» **Data shown**
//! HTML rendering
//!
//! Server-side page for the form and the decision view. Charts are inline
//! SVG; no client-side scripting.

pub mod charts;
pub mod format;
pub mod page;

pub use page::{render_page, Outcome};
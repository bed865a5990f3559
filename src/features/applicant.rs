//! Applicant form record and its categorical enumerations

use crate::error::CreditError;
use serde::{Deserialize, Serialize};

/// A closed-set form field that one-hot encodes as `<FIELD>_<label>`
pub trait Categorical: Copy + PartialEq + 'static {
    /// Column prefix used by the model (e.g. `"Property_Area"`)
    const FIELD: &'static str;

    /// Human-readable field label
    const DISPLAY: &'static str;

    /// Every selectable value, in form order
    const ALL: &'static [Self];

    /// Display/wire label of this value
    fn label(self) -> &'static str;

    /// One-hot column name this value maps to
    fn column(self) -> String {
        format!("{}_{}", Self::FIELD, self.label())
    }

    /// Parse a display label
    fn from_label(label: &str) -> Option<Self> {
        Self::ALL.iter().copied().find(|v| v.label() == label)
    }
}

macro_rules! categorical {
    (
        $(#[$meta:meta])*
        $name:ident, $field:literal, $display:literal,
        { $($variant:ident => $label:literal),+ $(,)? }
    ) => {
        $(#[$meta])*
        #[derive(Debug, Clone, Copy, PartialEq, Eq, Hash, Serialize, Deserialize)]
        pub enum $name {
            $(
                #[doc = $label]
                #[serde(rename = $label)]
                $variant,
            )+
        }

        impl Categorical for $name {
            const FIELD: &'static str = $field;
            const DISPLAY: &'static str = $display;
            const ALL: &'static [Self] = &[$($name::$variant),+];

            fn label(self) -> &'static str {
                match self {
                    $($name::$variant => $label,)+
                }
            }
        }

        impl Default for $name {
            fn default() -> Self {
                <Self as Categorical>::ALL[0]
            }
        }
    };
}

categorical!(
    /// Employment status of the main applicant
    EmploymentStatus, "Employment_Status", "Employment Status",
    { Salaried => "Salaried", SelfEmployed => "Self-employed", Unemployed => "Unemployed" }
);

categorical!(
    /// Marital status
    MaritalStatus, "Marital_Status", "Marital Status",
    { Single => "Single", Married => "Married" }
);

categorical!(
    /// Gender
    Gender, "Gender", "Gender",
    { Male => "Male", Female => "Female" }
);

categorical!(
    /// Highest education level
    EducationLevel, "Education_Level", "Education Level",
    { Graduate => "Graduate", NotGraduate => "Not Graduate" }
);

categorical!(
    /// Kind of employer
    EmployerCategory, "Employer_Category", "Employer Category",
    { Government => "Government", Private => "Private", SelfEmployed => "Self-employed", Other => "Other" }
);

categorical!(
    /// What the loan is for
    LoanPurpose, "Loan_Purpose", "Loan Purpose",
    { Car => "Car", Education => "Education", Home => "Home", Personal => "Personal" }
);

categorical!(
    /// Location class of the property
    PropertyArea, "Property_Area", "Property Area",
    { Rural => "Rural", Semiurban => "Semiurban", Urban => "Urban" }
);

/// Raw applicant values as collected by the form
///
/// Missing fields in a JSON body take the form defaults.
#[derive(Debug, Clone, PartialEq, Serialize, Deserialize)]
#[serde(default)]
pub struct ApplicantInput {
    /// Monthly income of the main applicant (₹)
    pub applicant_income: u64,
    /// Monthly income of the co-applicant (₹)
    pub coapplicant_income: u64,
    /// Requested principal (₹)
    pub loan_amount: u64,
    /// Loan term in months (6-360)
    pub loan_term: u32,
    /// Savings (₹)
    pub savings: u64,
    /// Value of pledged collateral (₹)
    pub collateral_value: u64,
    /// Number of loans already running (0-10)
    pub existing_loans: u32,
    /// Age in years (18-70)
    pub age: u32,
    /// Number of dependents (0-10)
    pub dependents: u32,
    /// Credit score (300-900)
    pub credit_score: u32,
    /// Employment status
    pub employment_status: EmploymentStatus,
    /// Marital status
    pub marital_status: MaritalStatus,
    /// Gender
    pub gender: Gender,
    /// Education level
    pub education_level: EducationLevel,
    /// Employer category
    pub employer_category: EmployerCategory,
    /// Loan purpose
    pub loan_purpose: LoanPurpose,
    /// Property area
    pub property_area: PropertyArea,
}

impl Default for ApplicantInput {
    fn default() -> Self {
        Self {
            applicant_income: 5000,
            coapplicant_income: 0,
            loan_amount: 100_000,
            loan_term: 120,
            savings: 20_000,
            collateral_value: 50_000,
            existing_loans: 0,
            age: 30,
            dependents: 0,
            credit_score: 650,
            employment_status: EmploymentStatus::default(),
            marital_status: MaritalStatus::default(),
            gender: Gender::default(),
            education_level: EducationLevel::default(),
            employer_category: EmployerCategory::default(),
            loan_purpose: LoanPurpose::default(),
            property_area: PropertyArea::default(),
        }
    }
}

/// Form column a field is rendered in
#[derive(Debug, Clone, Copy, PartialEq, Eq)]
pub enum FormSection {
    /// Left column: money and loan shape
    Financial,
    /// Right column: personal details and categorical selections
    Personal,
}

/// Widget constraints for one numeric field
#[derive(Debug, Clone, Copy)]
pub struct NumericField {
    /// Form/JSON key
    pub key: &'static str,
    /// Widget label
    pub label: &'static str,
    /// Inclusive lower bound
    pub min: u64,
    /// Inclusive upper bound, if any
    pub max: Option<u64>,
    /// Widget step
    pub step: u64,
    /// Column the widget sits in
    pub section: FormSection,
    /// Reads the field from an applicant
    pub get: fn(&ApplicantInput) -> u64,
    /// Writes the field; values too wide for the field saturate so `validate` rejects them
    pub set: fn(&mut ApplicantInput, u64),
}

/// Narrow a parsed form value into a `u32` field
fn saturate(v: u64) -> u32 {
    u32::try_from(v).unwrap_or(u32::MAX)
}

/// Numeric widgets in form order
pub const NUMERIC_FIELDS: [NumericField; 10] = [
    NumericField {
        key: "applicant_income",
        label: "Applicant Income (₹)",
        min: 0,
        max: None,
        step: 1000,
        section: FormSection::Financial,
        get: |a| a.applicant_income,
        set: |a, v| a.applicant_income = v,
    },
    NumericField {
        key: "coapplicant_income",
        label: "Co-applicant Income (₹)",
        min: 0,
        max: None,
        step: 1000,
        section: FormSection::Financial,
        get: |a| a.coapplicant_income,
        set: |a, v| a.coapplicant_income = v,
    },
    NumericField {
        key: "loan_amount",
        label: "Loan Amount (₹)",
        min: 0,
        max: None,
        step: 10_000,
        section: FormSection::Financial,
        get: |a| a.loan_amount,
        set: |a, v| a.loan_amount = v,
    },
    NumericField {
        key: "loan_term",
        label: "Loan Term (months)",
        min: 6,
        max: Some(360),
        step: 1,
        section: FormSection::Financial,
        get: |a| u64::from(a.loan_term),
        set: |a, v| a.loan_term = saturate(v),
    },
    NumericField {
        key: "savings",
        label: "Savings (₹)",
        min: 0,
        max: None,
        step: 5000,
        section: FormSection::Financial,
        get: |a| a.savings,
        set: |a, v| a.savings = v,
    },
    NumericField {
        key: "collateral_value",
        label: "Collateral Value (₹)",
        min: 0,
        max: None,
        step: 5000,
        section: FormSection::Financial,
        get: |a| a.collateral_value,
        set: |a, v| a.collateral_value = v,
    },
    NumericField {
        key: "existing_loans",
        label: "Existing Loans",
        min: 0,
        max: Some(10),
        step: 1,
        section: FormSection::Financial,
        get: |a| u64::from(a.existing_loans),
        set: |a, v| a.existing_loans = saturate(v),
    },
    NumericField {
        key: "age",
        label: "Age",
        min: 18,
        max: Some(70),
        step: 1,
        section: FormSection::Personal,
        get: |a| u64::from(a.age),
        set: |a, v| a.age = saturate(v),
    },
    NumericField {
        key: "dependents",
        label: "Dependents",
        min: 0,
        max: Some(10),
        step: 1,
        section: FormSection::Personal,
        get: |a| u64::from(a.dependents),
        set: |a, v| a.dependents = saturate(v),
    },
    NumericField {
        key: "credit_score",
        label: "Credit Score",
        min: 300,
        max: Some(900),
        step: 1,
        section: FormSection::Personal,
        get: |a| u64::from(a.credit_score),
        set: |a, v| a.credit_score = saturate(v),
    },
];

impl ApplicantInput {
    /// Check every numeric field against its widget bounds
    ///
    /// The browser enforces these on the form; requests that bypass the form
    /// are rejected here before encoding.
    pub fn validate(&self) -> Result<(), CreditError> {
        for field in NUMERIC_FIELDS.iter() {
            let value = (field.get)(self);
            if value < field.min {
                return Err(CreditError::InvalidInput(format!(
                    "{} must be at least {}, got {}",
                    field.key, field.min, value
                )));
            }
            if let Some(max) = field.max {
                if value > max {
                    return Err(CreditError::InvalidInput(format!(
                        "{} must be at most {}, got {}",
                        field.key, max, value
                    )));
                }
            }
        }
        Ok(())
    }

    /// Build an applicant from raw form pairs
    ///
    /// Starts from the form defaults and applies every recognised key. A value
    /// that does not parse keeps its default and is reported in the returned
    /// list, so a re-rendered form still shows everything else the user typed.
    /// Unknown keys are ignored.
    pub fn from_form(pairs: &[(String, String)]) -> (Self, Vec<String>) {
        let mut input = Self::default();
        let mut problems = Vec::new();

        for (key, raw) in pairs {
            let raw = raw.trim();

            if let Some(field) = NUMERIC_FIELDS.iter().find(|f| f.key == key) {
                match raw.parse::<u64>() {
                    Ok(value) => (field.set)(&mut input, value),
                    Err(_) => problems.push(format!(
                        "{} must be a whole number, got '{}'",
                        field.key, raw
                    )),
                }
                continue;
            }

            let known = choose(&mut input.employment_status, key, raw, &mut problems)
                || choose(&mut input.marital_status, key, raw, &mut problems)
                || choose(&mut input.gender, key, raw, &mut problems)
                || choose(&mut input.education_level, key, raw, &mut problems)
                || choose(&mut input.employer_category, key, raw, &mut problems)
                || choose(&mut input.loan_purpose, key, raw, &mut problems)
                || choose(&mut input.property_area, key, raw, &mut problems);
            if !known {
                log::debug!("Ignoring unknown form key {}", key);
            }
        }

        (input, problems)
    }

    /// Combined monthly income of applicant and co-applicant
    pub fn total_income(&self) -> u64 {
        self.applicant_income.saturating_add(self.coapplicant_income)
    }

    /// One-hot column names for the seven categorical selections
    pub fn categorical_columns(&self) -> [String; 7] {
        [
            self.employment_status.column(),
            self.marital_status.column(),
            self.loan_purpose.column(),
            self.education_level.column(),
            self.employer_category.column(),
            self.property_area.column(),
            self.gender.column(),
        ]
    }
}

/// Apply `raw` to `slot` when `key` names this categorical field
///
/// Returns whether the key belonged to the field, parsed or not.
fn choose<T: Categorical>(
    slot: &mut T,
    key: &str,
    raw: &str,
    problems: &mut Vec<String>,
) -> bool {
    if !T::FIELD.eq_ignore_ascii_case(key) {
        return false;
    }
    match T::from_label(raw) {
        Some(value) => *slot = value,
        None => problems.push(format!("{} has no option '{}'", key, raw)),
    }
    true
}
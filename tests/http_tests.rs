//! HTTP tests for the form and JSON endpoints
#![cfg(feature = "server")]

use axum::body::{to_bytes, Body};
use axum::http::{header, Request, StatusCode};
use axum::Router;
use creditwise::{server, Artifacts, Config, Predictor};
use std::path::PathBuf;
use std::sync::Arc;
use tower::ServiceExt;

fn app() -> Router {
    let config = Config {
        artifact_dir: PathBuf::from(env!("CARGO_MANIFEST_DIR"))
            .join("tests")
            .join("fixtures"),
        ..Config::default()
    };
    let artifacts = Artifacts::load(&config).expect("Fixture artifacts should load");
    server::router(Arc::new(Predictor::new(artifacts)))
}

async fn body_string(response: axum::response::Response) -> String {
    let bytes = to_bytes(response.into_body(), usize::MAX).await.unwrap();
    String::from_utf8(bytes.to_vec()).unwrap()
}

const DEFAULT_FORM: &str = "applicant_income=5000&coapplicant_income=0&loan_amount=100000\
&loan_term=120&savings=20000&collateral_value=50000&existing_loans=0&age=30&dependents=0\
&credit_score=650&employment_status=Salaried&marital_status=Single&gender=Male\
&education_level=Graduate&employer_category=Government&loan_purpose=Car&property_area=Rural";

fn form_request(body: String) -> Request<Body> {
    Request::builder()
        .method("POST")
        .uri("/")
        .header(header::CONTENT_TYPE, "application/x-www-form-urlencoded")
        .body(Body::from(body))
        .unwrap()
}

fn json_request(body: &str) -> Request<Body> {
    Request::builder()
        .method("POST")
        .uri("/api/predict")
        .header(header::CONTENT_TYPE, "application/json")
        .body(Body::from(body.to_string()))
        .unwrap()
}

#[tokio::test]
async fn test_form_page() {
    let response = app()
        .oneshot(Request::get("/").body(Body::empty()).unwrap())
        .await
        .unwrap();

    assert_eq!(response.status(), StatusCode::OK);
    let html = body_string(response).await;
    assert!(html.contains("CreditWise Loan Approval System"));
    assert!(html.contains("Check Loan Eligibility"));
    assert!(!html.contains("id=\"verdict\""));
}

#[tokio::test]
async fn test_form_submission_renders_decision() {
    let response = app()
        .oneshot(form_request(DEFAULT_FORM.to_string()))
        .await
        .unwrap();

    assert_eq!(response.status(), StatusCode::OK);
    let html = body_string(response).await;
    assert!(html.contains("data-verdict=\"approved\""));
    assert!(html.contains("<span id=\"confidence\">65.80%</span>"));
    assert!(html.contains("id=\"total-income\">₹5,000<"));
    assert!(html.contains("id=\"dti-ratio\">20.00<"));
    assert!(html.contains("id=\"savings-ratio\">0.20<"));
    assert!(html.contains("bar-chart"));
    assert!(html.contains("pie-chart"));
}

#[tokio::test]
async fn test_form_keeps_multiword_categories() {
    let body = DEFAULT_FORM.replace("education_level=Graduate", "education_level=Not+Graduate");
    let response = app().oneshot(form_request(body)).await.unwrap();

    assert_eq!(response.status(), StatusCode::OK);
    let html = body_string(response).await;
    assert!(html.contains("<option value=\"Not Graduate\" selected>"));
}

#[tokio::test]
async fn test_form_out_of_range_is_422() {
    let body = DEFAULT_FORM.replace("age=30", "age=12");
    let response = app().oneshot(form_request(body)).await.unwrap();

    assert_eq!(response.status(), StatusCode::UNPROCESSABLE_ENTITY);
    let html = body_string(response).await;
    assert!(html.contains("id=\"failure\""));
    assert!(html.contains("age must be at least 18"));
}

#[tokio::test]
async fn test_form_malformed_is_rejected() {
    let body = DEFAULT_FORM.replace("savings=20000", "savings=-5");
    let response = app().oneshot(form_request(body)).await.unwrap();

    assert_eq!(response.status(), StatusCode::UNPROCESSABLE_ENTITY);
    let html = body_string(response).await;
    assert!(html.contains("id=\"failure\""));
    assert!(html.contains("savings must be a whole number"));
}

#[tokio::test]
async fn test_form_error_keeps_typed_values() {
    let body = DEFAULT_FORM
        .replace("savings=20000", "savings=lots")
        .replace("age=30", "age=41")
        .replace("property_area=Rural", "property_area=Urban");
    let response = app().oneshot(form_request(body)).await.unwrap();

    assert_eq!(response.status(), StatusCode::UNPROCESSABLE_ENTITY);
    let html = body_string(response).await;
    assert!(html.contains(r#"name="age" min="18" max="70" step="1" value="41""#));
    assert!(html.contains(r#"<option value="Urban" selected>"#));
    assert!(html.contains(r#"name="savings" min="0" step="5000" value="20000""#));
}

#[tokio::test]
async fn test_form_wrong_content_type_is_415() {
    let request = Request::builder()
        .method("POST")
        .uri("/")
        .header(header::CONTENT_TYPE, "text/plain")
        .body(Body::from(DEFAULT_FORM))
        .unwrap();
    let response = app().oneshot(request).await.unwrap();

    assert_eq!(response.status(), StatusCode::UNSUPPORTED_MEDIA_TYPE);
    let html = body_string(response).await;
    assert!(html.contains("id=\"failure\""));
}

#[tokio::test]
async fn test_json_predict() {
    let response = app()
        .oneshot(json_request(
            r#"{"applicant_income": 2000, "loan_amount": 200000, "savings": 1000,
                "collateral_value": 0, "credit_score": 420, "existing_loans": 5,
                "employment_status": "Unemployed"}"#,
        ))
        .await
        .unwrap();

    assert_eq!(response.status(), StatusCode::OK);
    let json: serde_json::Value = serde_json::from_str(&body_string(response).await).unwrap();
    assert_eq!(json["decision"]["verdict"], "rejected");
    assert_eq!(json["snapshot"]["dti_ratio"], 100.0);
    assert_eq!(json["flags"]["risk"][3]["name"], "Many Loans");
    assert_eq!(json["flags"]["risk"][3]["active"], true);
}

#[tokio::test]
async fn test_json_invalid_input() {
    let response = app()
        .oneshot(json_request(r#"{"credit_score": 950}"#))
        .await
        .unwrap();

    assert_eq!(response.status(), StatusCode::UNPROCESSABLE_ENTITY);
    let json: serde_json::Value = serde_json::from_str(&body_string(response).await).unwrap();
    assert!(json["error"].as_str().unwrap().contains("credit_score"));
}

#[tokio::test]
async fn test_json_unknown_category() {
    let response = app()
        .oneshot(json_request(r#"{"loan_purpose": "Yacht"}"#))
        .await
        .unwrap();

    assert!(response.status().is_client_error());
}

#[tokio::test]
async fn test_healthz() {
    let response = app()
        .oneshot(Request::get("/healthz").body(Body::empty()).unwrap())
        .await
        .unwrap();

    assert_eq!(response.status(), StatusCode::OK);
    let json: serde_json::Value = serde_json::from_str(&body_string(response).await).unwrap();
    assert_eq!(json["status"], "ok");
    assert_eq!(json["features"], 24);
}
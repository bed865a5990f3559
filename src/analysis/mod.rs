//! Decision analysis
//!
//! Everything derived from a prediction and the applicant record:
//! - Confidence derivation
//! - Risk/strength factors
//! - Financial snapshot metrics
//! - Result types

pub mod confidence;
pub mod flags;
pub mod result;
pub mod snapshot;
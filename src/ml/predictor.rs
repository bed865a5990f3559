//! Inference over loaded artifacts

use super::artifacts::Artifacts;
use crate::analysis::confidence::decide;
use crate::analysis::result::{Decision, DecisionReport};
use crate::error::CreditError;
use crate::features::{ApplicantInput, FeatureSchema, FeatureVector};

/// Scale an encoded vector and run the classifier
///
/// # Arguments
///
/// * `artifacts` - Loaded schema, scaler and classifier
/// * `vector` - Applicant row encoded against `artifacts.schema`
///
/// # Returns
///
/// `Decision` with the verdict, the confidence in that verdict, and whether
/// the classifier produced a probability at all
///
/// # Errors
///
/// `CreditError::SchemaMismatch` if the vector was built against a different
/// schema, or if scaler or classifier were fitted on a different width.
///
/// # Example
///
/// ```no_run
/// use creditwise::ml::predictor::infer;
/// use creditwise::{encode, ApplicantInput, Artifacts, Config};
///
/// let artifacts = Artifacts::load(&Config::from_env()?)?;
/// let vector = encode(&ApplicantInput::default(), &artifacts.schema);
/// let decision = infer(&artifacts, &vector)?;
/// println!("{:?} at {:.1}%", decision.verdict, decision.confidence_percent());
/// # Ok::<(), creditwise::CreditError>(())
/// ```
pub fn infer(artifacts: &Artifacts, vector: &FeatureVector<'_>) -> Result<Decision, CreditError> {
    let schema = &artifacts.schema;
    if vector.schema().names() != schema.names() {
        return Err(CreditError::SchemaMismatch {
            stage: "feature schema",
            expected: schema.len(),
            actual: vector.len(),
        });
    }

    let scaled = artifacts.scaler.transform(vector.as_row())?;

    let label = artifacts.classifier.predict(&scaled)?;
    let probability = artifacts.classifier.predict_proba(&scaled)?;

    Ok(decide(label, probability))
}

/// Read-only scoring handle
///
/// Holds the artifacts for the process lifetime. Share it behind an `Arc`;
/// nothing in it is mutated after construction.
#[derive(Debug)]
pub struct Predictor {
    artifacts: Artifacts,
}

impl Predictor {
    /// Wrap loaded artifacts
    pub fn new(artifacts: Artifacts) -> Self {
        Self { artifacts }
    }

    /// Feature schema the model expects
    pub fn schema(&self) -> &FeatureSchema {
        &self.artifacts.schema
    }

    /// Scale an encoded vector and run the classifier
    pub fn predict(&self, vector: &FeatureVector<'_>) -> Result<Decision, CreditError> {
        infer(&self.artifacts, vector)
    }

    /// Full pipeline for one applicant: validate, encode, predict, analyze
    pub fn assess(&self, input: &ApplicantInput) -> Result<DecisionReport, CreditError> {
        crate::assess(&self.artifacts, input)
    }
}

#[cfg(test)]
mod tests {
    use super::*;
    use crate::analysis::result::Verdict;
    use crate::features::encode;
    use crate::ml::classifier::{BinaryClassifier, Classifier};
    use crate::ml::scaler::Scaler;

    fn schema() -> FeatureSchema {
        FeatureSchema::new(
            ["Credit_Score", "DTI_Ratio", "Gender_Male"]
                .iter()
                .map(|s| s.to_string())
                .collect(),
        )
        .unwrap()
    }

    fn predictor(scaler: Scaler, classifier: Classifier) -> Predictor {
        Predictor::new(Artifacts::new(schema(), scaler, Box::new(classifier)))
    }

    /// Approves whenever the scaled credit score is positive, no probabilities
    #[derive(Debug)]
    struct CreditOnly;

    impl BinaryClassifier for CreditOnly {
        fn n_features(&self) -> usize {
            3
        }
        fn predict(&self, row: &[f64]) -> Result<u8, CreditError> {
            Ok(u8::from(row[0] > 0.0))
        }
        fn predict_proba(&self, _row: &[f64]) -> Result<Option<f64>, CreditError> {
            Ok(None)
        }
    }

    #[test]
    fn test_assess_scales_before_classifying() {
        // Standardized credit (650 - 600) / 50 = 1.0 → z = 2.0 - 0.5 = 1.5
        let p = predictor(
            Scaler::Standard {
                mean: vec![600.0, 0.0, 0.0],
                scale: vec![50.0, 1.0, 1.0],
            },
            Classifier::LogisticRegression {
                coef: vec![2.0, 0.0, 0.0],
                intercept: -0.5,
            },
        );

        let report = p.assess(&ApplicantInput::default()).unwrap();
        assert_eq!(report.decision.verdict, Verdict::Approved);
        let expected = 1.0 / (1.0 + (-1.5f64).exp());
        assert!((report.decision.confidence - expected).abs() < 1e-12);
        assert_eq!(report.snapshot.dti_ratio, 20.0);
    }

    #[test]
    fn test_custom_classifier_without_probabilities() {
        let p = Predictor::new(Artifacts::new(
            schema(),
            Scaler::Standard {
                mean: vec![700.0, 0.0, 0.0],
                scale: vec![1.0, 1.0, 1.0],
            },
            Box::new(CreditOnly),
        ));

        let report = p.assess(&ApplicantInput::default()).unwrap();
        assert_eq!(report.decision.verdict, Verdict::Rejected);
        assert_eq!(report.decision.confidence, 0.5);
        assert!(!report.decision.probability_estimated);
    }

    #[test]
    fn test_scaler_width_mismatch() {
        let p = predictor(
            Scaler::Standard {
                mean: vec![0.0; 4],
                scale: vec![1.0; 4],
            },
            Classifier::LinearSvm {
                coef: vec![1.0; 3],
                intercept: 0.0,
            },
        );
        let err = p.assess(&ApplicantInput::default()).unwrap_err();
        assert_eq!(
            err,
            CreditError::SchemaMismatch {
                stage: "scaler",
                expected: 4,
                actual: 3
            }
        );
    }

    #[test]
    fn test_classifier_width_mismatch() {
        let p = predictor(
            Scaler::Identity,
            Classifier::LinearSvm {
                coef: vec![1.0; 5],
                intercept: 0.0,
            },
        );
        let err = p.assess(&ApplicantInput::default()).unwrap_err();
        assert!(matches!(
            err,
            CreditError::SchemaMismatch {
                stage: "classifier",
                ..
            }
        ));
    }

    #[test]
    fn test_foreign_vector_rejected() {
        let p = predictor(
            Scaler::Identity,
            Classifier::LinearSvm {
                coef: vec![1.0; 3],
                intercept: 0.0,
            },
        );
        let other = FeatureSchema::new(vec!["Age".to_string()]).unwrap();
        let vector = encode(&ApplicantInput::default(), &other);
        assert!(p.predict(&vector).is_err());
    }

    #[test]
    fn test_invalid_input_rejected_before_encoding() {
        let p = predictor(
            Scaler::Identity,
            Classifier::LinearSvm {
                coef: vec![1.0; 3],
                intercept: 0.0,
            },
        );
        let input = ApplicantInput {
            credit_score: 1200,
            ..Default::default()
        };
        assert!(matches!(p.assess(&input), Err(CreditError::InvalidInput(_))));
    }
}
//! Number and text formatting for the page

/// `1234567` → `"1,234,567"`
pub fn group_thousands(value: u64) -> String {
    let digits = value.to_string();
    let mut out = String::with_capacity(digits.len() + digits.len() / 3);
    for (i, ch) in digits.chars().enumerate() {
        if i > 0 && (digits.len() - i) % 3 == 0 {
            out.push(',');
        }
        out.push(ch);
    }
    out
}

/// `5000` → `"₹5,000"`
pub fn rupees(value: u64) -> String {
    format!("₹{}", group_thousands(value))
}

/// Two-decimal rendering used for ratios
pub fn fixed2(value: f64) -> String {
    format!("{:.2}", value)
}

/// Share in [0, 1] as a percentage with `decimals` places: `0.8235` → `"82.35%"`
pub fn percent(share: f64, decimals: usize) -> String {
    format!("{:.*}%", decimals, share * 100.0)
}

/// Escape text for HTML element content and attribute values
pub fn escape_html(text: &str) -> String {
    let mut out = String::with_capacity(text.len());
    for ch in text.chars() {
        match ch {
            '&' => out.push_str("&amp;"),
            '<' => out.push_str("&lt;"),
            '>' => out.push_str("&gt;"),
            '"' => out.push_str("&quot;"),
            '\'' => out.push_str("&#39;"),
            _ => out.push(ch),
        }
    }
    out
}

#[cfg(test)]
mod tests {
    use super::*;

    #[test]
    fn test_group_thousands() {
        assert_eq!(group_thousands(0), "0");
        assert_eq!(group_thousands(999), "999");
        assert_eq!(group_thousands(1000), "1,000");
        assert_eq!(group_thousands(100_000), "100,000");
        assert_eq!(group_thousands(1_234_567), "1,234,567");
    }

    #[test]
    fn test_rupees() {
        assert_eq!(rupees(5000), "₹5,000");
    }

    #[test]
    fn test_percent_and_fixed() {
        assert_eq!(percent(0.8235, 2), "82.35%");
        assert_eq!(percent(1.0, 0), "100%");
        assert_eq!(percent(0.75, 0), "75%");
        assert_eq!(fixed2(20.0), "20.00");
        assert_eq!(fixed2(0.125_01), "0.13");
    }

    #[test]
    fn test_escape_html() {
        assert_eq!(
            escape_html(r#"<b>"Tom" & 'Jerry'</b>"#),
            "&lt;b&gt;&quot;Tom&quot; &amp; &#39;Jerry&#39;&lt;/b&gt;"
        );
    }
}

» **What you need to do**
Out of the data above, transcribe exactly and only the lines starting with the line that has "- Applicant row" and going on through the line that has "let schema = &artifacts.schema;", both included.

» **Reply to the exercise**
/// * `vector` - Applicant row encoded against `artifacts.schema`
///
/// # Returns
///
/// `Decision` with the verdict, the confidence in that verdict, and whether
/// the classifier produced a probability at all
///
/// # Errors
///
/// `CreditError::SchemaMismatch` if the vector was built against a different
/// schema, or if scaler or classifier were fitted on a different width.
///
/// # Example
///
/// ```no_run
/// use creditwise::ml::predictor::infer;
/// use creditwise::{encode, ApplicantInput, Artifacts, Config};
///
/// let artifacts = Artifacts::load(&Config::from_env()?)?;
/// let vector = encode(&ApplicantInput::default(), &artifacts.schema);
/// let decision = infer(&artifacts, &vector)?;
/// println!("{:?} at {:.1}%", decision.verdict, decision.confidence_percent());
/// # Ok::<(), creditwise::CreditError>(())
/// ```
pub fn infer(artifacts: &Artifacts, vector: &FeatureVector<'_>) -> Result<Decision, CreditError> {
    let schema = &artifacts.schema;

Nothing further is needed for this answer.